Instructions to follow:
Gather each line in the entries that includes the string "single".

═════ Material to process ═════

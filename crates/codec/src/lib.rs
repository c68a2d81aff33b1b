//! ## Bridge wire protocol
//!
//! The protocol exchanged between the host gateway and its peer is line
//! oriented and UTF-8 encoded. A request is a command group line, a
//! subcommand line and any number of typed argument lines, closed by the
//! end-of-command line `e`. The response to a command is always a single
//! line: `y` followed by an encoded [`ReturnValue`] on success, `!`
//! followed by an error kind on failure.
//!
//! This crate only understands single lines. Framing, sockets and command
//! routing live in the server; everything here is pure string work and
//! never panics on peer input.

pub mod command;
pub mod envelope;
pub mod token;

pub use self::{
    envelope::{ErrorKind, ReturnValue},
    token::Token,
};

/// Marker prefix of a static id. `z:java.lang.Math` names the class
/// itself rather than a registry binding, such ids are resolved on demand
/// and never stored.
pub const STATIC_MARKER: &str = "z:";

/// Well known id of the user supplied entry point object.
pub const ENTRY_POINT_ID: &str = "t";

/// Well known id of the default import view.
pub const DEFAULT_VIEW_ID: &str = "j";

#[derive(Debug, PartialEq, Eq)]
pub enum Error {
    EmptyLine,
    UnknownTag(char),
    IntegerOverflow,
    BadNumber,
    BadBoolean,
    BadCharacter,
    BadBase64,
    BadDecimal,
    BadReference,
    BadEnvelope,
}

impl std::error::Error for Error {}

impl std::fmt::Display for Error {
    fn fmt(&self, f: &mut std::fmt::Formatter<'_>) -> std::fmt::Result {
        write!(f, "{:?}", self)
    }
}

/// Escapes a string payload for transmission as a single line.
///
/// # Example
///
/// ```
/// assert_eq!(bridge_server_codec::escape("a\nb"), "a\\nb");
/// ```
pub fn escape(input: &str) -> String {
    let mut output = String::with_capacity(input.len());
    for char in input.chars() {
        match char {
            '\\' => output.push_str("\\\\"),
            '\n' => output.push_str("\\n"),
            '\r' => output.push_str("\\r"),
            char => output.push(char),
        }
    }

    output
}

/// Reverses [`escape`]. A trailing or unknown escape sequence is kept
/// verbatim rather than rejected, the peer libraries have always been
/// lenient here.
pub fn unescape(input: &str) -> String {
    let mut output = String::with_capacity(input.len());
    let mut chars = input.chars();
    while let Some(char) = chars.next() {
        if char != '\\' {
            output.push(char);
            continue;
        }

        match chars.next() {
            Some('n') => output.push('\n'),
            Some('r') => output.push('\r'),
            Some('\\') => output.push('\\'),
            Some(other) => {
                output.push('\\');
                output.push(other);
            }
            None => output.push('\\'),
        }
    }

    output
}

/// Whether an id names a static class reference instead of a registry
/// binding.
pub fn is_static_id(id: &str) -> bool {
    id.starts_with(STATIC_MARKER)
}
use std::{fs::read_to_string, net::SocketAddr, str::FromStr, time::Duration};

use anyhow::Result;
use clap::Parser;
use serde::Deserialize;

#[derive(Deserialize, Debug, Clone)]
#[serde(rename_all = "kebab-case")]
pub struct Server {
    ///
    /// gateway listen address
    ///
    /// The address and port the gateway binds for inbound peer
    /// connections. Loopback by default; exposing the gateway beyond
    /// the local host should go together with an auth token.
    ///
    #[serde(default = "Server::bind")]
    pub listen: SocketAddr,
    ///
    /// reply timeout
    ///
    /// Upper bound in milliseconds on waiting for a callback reply in
    /// non-blocking mode. Blocking sends wait forever.
    ///
    #[serde(default = "Server::reply_timeout")]
    pub reply_timeout: u64,
}

impl Server {
    fn bind() -> SocketAddr {
        "127.0.0.1:25333".parse().unwrap()
    }

    fn reply_timeout() -> u64 {
        1000
    }

    pub fn reply_timeout_duration(&self) -> Duration {
        Duration::from_millis(self.reply_timeout)
    }
}

impl Default for Server {
    fn default() -> Self {
        Self {
            listen: Self::bind(),
            reply_timeout: Self::reply_timeout(),
        }
    }
}

#[derive(Deserialize, Debug, Clone)]
#[serde(rename_all = "kebab-case")]
pub struct Callback {
    ///
    /// peer callback endpoint
    ///
    /// Address of the callback server the peer runs for host initiated
    /// calls outside of any inbound command.
    ///
    pub endpoint: SocketAddr,
    ///
    /// Maximum number of idle sockets kept toward the callback server.
    ///
    #[serde(default = "Callback::pool_size")]
    pub pool_size: usize,
}

impl Callback {
    fn pool_size() -> usize {
        4
    }
}

#[derive(Deserialize, Debug, Default, Clone)]
#[serde(rename_all = "kebab-case")]
pub struct Auth {
    ///
    /// shared auth token
    ///
    /// When set, every inbound connection must present this token as
    /// its first command, and the callback client sends it on connect.
    ///
    #[serde(default)]
    pub token: Option<String>,
}

#[derive(Deserialize, Debug, Clone, Copy)]
#[serde(rename_all = "lowercase")]
pub enum LogLevel {
    Error,
    Warn,
    Info,
    Debug,
    Trace,
}

impl FromStr for LogLevel {
    type Err = String;

    fn from_str(value: &str) -> Result<Self, Self::Err> {
        Ok(match value {
            "trace" => Self::Trace,
            "debug" => Self::Debug,
            "info" => Self::Info,
            "warn" => Self::Warn,
            "error" => Self::Error,
            _ => return Err(format!("unknown log level: {value}")),
        })
    }
}

impl Default for LogLevel {
    fn default() -> Self {
        Self::Info
    }
}

impl LogLevel {
    pub fn as_level(&self) -> log::Level {
        match *self {
            Self::Error => log::Level::Error,
            Self::Debug => log::Level::Debug,
            Self::Trace => log::Level::Trace,
            Self::Warn => log::Level::Warn,
            Self::Info => log::Level::Info,
        }
    }
}

#[derive(Deserialize, Debug, Default, Clone)]
#[serde(rename_all = "kebab-case")]
pub struct Log {
    ///
    /// log level
    ///
    /// An enum representing the available verbosity levels of the logger.
    ///
    #[serde(default)]
    pub level: LogLevel,
}

#[derive(Deserialize, Debug, Default, Clone)]
#[serde(rename_all = "kebab-case")]
pub struct Config {
    #[serde(default)]
    pub server: Server,
    #[serde(default)]
    pub callback: Option<Callback>,
    #[serde(default)]
    pub auth: Auth,
    #[serde(default)]
    pub log: Log,
}

#[derive(Parser, Debug)]
#[command(
    about = env!("CARGO_PKG_DESCRIPTION"),
    version = env!("CARGO_PKG_VERSION"),
)]
struct Cli {
    ///
    /// Specify the configuration file path
    ///
    /// Example: bridge-server --config /etc/bridge/config.toml
    ///
    #[arg(long, short)]
    config: Option<String>,
}

impl Config {
    ///
    /// Load configure from config file and command line parameters.
    ///
    /// Load command line parameters, if the configuration file path is
    /// specified, the configuration is read from the configuration file,
    /// otherwise the default configuration is used.
    ///
    pub fn load() -> Result<Self> {
        Ok(match Cli::parse().config {
            Some(path) => toml::from_str::<Self>(&read_to_string(path)?)?,
            None => Self::default(),
        })
    }
}
//! Return envelopes.
//!
//! The single response line of every command, and the reply line the
//! peer sends back for host initiated callbacks. Container envelopes
//! carry the registered id plus a size snapshot taken at return time;
//! iterators carry no size because computing one would consume them.

use crate::{Error, Token};

#[derive(Debug, Clone, PartialEq)]
pub enum ErrorKind {
    /// The invoked code threw. The throwable is bound in the registry
    /// under the carried id so the peer can inspect it; the id is absent
    /// only when binding was impossible.
    Exception(Option<String>),
    /// The referenced id is not bound and is not a resolvable static id.
    ObjectNotFound,
    /// Malformed input, unknown tag, out-of-range index.
    Protocol(Option<String>),
}

#[derive(Debug, Clone, PartialEq)]
pub enum ReturnValue {
    Null,
    Void,
    Primitive(Token),
    Reference(String),
    List { id: String, size: usize },
    Map { id: String, size: usize },
    Set { id: String, size: usize },
    Array { id: String, length: usize },
    Iterator { id: String },
    /// A name resolved to a class, carries the fully qualified name.
    Class(String),
    /// A name resolved to a package prefix.
    Package(String),
    Error(ErrorKind),
}

impl ReturnValue {
    pub fn protocol_error(message: impl Into<String>) -> Self {
        Self::Error(ErrorKind::Protocol(Some(message.into())))
    }

    pub fn exception(id: impl Into<String>) -> Self {
        Self::Error(ErrorKind::Exception(Some(id.into())))
    }

    pub const OBJECT_NOT_FOUND: Self = Self::Error(ErrorKind::ObjectNotFound);

    /// Encodes the full response line, without the line terminator.
    pub fn encode(&self) -> String {
        match self {
            Self::Null => "yn".to_string(),
            Self::Void => "yrv".to_string(),
            Self::Primitive(token) => format!("y{}", token.encode()),
            Self::Reference(id) => format!("yr{}", id),
            Self::List { id, size } => format!("yl{},{}", id, size),
            Self::Map { id, size } => format!("ya{},{}", id, size),
            Self::Set { id, size } => format!("yh{},{}", id, size),
            Self::Array { id, length } => format!("yA{},{}", id, length),
            Self::Iterator { id } => format!("yu{}", id),
            Self::Class(name) => format!("yk{}", name),
            Self::Package(name) => format!("yg{}", name),
            Self::Error(ErrorKind::Exception(Some(id))) => format!("!x{}", id),
            Self::Error(ErrorKind::Exception(None)) => "!x".to_string(),
            Self::Error(ErrorKind::ObjectNotFound) => "!o".to_string(),
            Self::Error(ErrorKind::Protocol(Some(message))) => {
                format!("!p{}", crate::escape(message))
            }
            Self::Error(ErrorKind::Protocol(None)) => "!p".to_string(),
        }
    }

    pub fn decode(line: &str) -> Result<Self, Error> {
        let Some(marker) = line.chars().next() else {
            return Err(Error::EmptyLine);
        };

        let payload = &line[marker.len_utf8()..];
        match marker {
            '!' => Self::decode_error(payload),
            'y' => Self::decode_value(payload),
            _ => Err(Error::BadEnvelope),
        }
    }

    fn decode_error(payload: &str) -> Result<Self, Error> {
        let Some(kind) = payload.chars().next() else {
            return Err(Error::BadEnvelope);
        };

        let rest = &payload[kind.len_utf8()..];
        Ok(match kind {
            'x' if rest.is_empty() => Self::Error(ErrorKind::Exception(None)),
            'x' => Self::Error(ErrorKind::Exception(Some(rest.to_string()))),
            'o' => Self::Error(ErrorKind::ObjectNotFound),
            'p' if rest.is_empty() => Self::Error(ErrorKind::Protocol(None)),
            'p' => Self::Error(ErrorKind::Protocol(Some(crate::unescape(rest)))),
            _ => return Err(Error::BadEnvelope),
        })
    }

    fn decode_value(payload: &str) -> Result<Self, Error> {
        let Some(tag) = payload.chars().next() else {
            return Err(Error::BadEnvelope);
        };

        if !tag.is_ascii() {
            return Err(Error::UnknownTag(tag));
        }

        let rest = &payload[1..];
        Ok(match tag {
            'n' => Self::Null,
            'r' => match rest {
                "v" => Self::Void,
                "n" => Self::Null,
                "" => return Err(Error::BadReference),
                id => Self::Reference(id.to_string()),
            },
            // `l` is a long in argument position; in an envelope it may
            // also open a list. Ids never start with a digit or a sign.
            'l' if rest.starts_with(|char: char| char.is_ascii_digit() || char == '-') => {
                Self::Primitive(Token::decode(payload)?)
            }
            'l' => {
                let (id, size) = sized(rest)?;
                Self::List { id, size }
            }
            'a' => {
                let (id, size) = sized(rest)?;
                Self::Map { id, size }
            }
            'h' => {
                let (id, size) = sized(rest)?;
                Self::Set { id, size }
            }
            'A' => {
                let (id, length) = sized(rest)?;
                Self::Array { id, length }
            }
            'u' if !rest.is_empty() => Self::Iterator {
                id: rest.to_string(),
            },
            'k' if !rest.is_empty() => Self::Class(rest.to_string()),
            'g' if !rest.is_empty() => Self::Package(rest.to_string()),
            't' | 'f' if !rest.is_empty() => return Err(Error::BadEnvelope),
            'b' | 'i' | 'd' | 'c' | 's' | 'j' | 'D' | 't' | 'f' => {
                Self::Primitive(Token::decode(payload)?)
            }
            tag => return Err(Error::UnknownTag(tag)),
        })
    }
}

/// Splits the `<id>,<size>` payload of a container envelope.
fn sized(payload: &str) -> Result<(String, usize), Error> {
    let Some((id, size)) = payload.rsplit_once(',') else {
        return Err(Error::BadEnvelope);
    };

    if id.is_empty() {
        return Err(Error::BadReference);
    }

    Ok((id.to_string(), size.parse().map_err(|_| Error::BadEnvelope)?))
}
//! The duplex connection.
//!
//! One socket serves both directions: the peer's inbound commands and
//! the host's outbound callback commands. The receive loop owns the
//! socket exclusively, so while a command is being handled the handler
//! can issue callbacks on the same socket without any further locking,
//! and only one logical operation is ever in flight on the wire.

use std::{net::SocketAddr, sync::Arc, time::Duration};

use service::{BridgeError, Gateway, reflect::Reflection};
use tokio::{
    io::{AsyncBufReadExt, AsyncReadExt, AsyncWriteExt, BufReader},
    net::{
        TcpStream,
        tcp::{OwnedReadHalf, OwnedWriteHalf},
    },
    time::timeout,
};

use crate::server::dispatch::{self, ConnState, DispatchContext, Flow};

/// Buffered line reader and writer over one socket.
pub struct ConnectionIo {
    reader: BufReader<OwnedReadHalf>,
    writer: OwnedWriteHalf,
}

impl ConnectionIo {
    pub fn new(stream: TcpStream) -> Self {
        let (reader, writer) = stream.into_split();
        Self {
            reader: BufReader::new(reader),
            writer,
        }
    }

    /// Reads one line without its terminator. `None` means the peer
    /// closed the socket cleanly.
    pub async fn read_line(&mut self) -> Result<Option<String>, BridgeError> {
        let mut line = String::new();
        match self.reader.read_line(&mut line).await {
            Ok(0) => Ok(None),
            Ok(_) => {
                while line.ends_with(['\n', '\r']) {
                    line.pop();
                }

                Ok(Some(line))
            }
            Err(e) => Err(BridgeError::Network(format!("read failed: {}", e))),
        }
    }

    /// Like [`ConnectionIo::read_line`], bounded by `wait` when given.
    pub async fn read_line_timeout(
        &mut self,
        wait: Option<Duration>,
    ) -> Result<Option<String>, BridgeError> {
        match wait {
            None => self.read_line().await,
            Some(wait) => timeout(wait, self.read_line())
                .await
                .map_err(|_| BridgeError::Network("reply timed out".to_string()))?,
        }
    }

    pub async fn read_exact(&mut self, count: usize) -> Result<Vec<u8>, BridgeError> {
        let mut data = vec![0; count];
        self.reader
            .read_exact(&mut data)
            .await
            .map_err(|e| BridgeError::Network(format!("read failed: {}", e)))?;

        Ok(data)
    }

    pub async fn write_all(&mut self, data: &[u8]) -> Result<(), BridgeError> {
        self.writer
            .write_all(data)
            .await
            .map_err(|e| BridgeError::Network(format!("write failed: {}", e)))
    }
}

/// Sends a command over an established connection and reads the reply.
///
/// The peer may issue its own nested requests on the same socket before
/// answering; every line that is not a return envelope is dispatched as
/// an inbound command to completion, in arrival order, before the reply
/// is expected. Lines are strictly FIFO per socket, so the first
/// envelope line after those requests is the reply. Non-blocking mode
/// bounds every read by the context's reply timeout.
pub async fn send_command_io<R: Reflection>(
    io: &mut ConnectionIo,
    ctx: &mut DispatchContext<'_, R>,
    command: &str,
    blocking: bool,
) -> Result<String, BridgeError> {
    io.write_all(command.as_bytes()).await?;

    let wait = (!blocking).then_some(ctx.reply_timeout);
    loop {
        let line = io
            .read_line_timeout(wait)
            .await?
            .ok_or_else(|| BridgeError::Network("connection closed".to_string()))?;

        if line.trim().is_empty() {
            return Err(BridgeError::Network("empty response".to_string()));
        }

        if line.starts_with(['y', '!']) {
            return Ok(line);
        }

        // A nested inbound command; its handler may send callbacks of
        // its own, hence the boxed recursion.
        match Box::pin(dispatch::handle_request(io, ctx, line)).await? {
            Flow::Continue => {}
            Flow::Shutdown => {
                return Err(BridgeError::Network(
                    "peer shut down while a reply was pending".to_string(),
                ));
            }
        }
    }
}

/// A connection accepted from the peer, served by its own task.
pub struct Connection<R: Reflection> {
    gateway: Arc<Gateway<R>>,
    io: ConnectionIo,
    address: SocketAddr,
    auth_token: Option<String>,
    reply_timeout: Duration,
}

impl<R: Reflection> Connection<R> {
    pub fn new(
        gateway: Arc<Gateway<R>>,
        stream: TcpStream,
        address: SocketAddr,
        auth_token: Option<String>,
        reply_timeout: Duration,
    ) -> Self {
        Self {
            gateway,
            io: ConnectionIo::new(stream),
            address,
            auth_token,
            reply_timeout,
        }
    }

    /// The receive loop. Runs until the peer disconnects, sends the
    /// shutdown command or an unrecoverable error occurs.
    pub async fn serve(mut self) {
        self.gateway.connection_started(self.address);

        let mut state = ConnState {
            authenticated: self.auth_token.is_none(),
            last_exception: None,
        };

        loop {
            let line = match self.io.read_line().await {
                Ok(Some(line)) => line,
                Ok(None) => break,
                Err(e) => {
                    log::warn!("connection read failed: addr={}, err={}", self.address, e);
                    break;
                }
            };

            // Stray blank lines between commands are tolerated.
            if line.trim().is_empty() {
                continue;
            }

            let mut ctx = DispatchContext {
                gateway: &self.gateway,
                state: &mut state,
                auth_token: self.auth_token.as_deref(),
                reply_timeout: self.reply_timeout,
            };

            match dispatch::handle_request(&mut self.io, &mut ctx, line).await {
                Ok(Flow::Continue) => {}
                Ok(Flow::Shutdown) => break,
                Err(e) => {
                    log::warn!("connection failed: addr={}, err={}", self.address, e);
                    break;
                }
            }
        }

        log::info!("peer connection stopped: addr={}", self.address);
        self.gateway.connection_stopped(self.address);
    }
}
//! Typed argument tokens.
//!
//! Every argument line carries a one character type tag followed by the
//! payload. The decoder never reads past the line it is given.

use base64::{Engine, prelude::BASE64_STANDARD};

use crate::Error;

#[derive(Debug, Clone, PartialEq)]
pub enum Token {
    Null,
    Bool(bool),
    Int(i32),
    Long(i64),
    Double(f64),
    Char(char),
    Str(String),
    Bytes(Vec<u8>),
    /// Arbitrary precision decimal, carried as validated text. The host
    /// does not compute with these, it only relays them.
    Decimal(String),
    /// Id of an object bound in the host registry, or a static id.
    Reference(String),
    /// Id of an object owned by the peer. Invoking it routes back over
    /// the wire.
    Proxy(String),
}

impl Token {
    pub fn decode(line: &str) -> Result<Self, Error> {
        let Some(tag) = line.chars().next() else {
            return Err(Error::EmptyLine);
        };

        if !tag.is_ascii() {
            return Err(Error::UnknownTag(tag));
        }

        let payload = &line[1..];
        Ok(match tag {
            'n' => Self::Null,
            't' => Self::Bool(true),
            'f' => Self::Bool(false),
            'b' => match payload {
                "True" => Self::Bool(true),
                "False" => Self::Bool(false),
                _ => return Err(Error::BadBoolean),
            },
            'i' => match payload.parse::<i32>() {
                Ok(value) => Self::Int(value),
                // A well-formed number that does not fit is an overflow,
                // anything else is garbage.
                Err(_) if payload.parse::<i64>().is_ok() => {
                    return Err(Error::IntegerOverflow);
                }
                Err(_) => return Err(Error::BadNumber),
            },
            'l' => match payload.parse::<i64>() {
                Ok(value) => Self::Long(value),
                Err(_) if payload.parse::<i128>().is_ok() => {
                    return Err(Error::IntegerOverflow);
                }
                Err(_) => return Err(Error::BadNumber),
            },
            'd' => Self::Double(payload.parse().map_err(|_| Error::BadNumber)?),
            'c' => {
                let mut chars = payload.chars();
                match (chars.next(), chars.next()) {
                    (Some(char), None) => Self::Char(char),
                    _ => return Err(Error::BadCharacter),
                }
            }
            's' => Self::Str(crate::unescape(payload)),
            'j' => Self::Bytes(
                BASE64_STANDARD
                    .decode(payload)
                    .map_err(|_| Error::BadBase64)?,
            ),
            'D' => {
                if !is_decimal(payload) {
                    return Err(Error::BadDecimal);
                }

                Self::Decimal(payload.to_string())
            }
            'r' => {
                if payload.is_empty() {
                    return Err(Error::BadReference);
                }

                Self::Reference(payload.to_string())
            }
            'p' => {
                if payload.is_empty() {
                    return Err(Error::BadReference);
                }

                Self::Proxy(payload.to_string())
            }
            tag => return Err(Error::UnknownTag(tag)),
        })
    }

    pub fn encode(&self) -> String {
        match self {
            Self::Null => "n".to_string(),
            Self::Bool(true) => "t".to_string(),
            Self::Bool(false) => "f".to_string(),
            Self::Int(value) => format!("i{}", value),
            Self::Long(value) => format!("l{}", value),
            Self::Double(value) => {
                if value.is_nan() {
                    "dNaN".to_string()
                } else if value.is_infinite() {
                    if value.is_sign_negative() {
                        "d-Infinity".to_string()
                    } else {
                        "dInfinity".to_string()
                    }
                } else {
                    format!("d{}", value)
                }
            }
            Self::Char(value) => format!("c{}", value),
            Self::Str(value) => format!("s{}", crate::escape(value)),
            Self::Bytes(value) => format!("j{}", BASE64_STANDARD.encode(value)),
            Self::Decimal(value) => format!("D{}", value),
            Self::Reference(id) => format!("r{}", id),
            Self::Proxy(id) => format!("p{}", id),
        }
    }

    /// Whether the token is a plain value rather than an object id.
    pub fn is_primitive(&self) -> bool {
        !matches!(self, Self::Reference(_) | Self::Proxy(_))
    }
}

/// Validates the textual form of a decimal: optional sign, digits, at
/// most one fraction point, digits on at least one side.
fn is_decimal(input: &str) -> bool {
    let unsigned = input
        .strip_prefix(['-', '+'])
        .unwrap_or(input);

    if unsigned.is_empty() {
        return false;
    }

    let mut digits = 0;
    let mut points = 0;
    for char in unsigned.chars() {
        match char {
            '0'..='9' => digits += 1,
            '.' => points += 1,
            _ => return false,
        }
    }

    digits > 0 && points <= 1
}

═════

Written response:
//! end-of-command line `e`. The response to a command is always a single
//! This crate only understands single lines. Framing, sockets and command
/// Escapes a string payload for transmission as a single line.
//! The single response line of every command, and the reply line the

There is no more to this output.